Hubo épocas en que en los veranos cordobeses se combatían con botijos, ventiladores de aquellos de aspas metálicas y persianas bajadas. Y, por supuesto, los abanicos. Dicen que los inventó un chino ni más ni menos en el siglo VII, inspirándose en el ala de un murciélago. Aquí de murciélagos nada. Nuestras madres y abuelas, lo inventará un chino o no, se inspiraban en el pavo real. Eran tiempos en los que los niños aprendíamos a entender el lenguaje del abanico, que lo tiene. En ese silencio onírico de la siesta recuerdo como mi abuela con ímpetu y de manera inopinada desplegaba la baraja del abanico. Ese repiqueteo marcaba el inicio de esos salmos de aire que se escribían con aleteos. O mejor con pensamientos. Siempre al comenzar esa liturgia miraba con mis ojos de niño el rostro de mi abuela. Era como espiar la intimidad ajena por la rendija de una puerta.

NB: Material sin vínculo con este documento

#[allow(unused)]
macro_rules! document {
    {$($k:expr => $v:expr),* $(,)?} => {{
        #[allow(unused_mut)]
        let mut doc = $crate::bson::Document::new();
        $(doc.insert($k.into(), $v);)*
        doc
    }}
}

#[allow(unused)]
macro_rules! array {
    [$($element:expr),* $(,)?] => {{
        #[allow(unused_mut)]
        let mut arr = $crate::bson::Array::new();
        $(arr.push($element);)*
        arr
    }};
}

#[allow(unused)]
macro_rules! date {
    [
        $year:tt-$month:tt-$day:tt
        $hour:tt:$minute:tt:$second:tt
    ] => {
        const {
            match $crate::bson::DateTime::parse_rfc3339(::core::concat!(core::stringify!($year), '-', core::stringify!($month), '-', core::stringify!($day), 'T', core::stringify!($hour), ':', core::stringify!($minute), ':', core::stringify!($second))) {
                Some(v) => v,
                None => {
                    ::core::panic!(::core::concat!("bad date:", core::stringify!($year), '-', core::stringify!($month), '-', core::stringify!($day), 'T', core::stringify!($hour), ':', core::stringify!($minute), ':', core::stringify!($second)))
                }
            }
        }
    };
}

#[allow(unused)]
macro_rules! decimal {
    ($value: literal) => {
        const {
            match $crate::bson::Decimal128::parse(::core::stringify!($value)) {
                Some(v) => v,
                None => {
                    ::core::panic!(::core::concat!("bad decimal: ", ::core::stringify!($value)));
                }
            }
        }
    };
}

Ella cuando veía que la observaba abandonaba la salmodia de sus pensamientos y me miraba con cariño sabedora de lo lejos que aun yo estaba de esos vientos de la vida que expelía el abanico, que apoyaba asido por su mano cerca del corazón. Que por cierto ha sido éste el que ha inventado el lenguaje del abanico. Cuántos noes de amores no correspondidos selló un abanico cerrado de forma rápida y airada; y cuántos «te pertenezco» de enamoradas regaló el dejar caer el abanico al suelo. Ahora con esta ola de calor en ciernes y con nuestros veranos cordobeses de casi seis meses el abanico ha sido sustituido por el mando a distancia del aire acondicionado. Tal vez preparándonos para lo que nos viene, pues dicen los que saben que dentro 100 años seremos la Arizona europea. Aun así para muchos ese abanico ya huérfano de esas manos que en otros veranos lo mecían sigue estando en nuestros modernos estíos apoyado en el corazón del recuerdo y escrito en el pensamiento «siempre un abanico», en verano.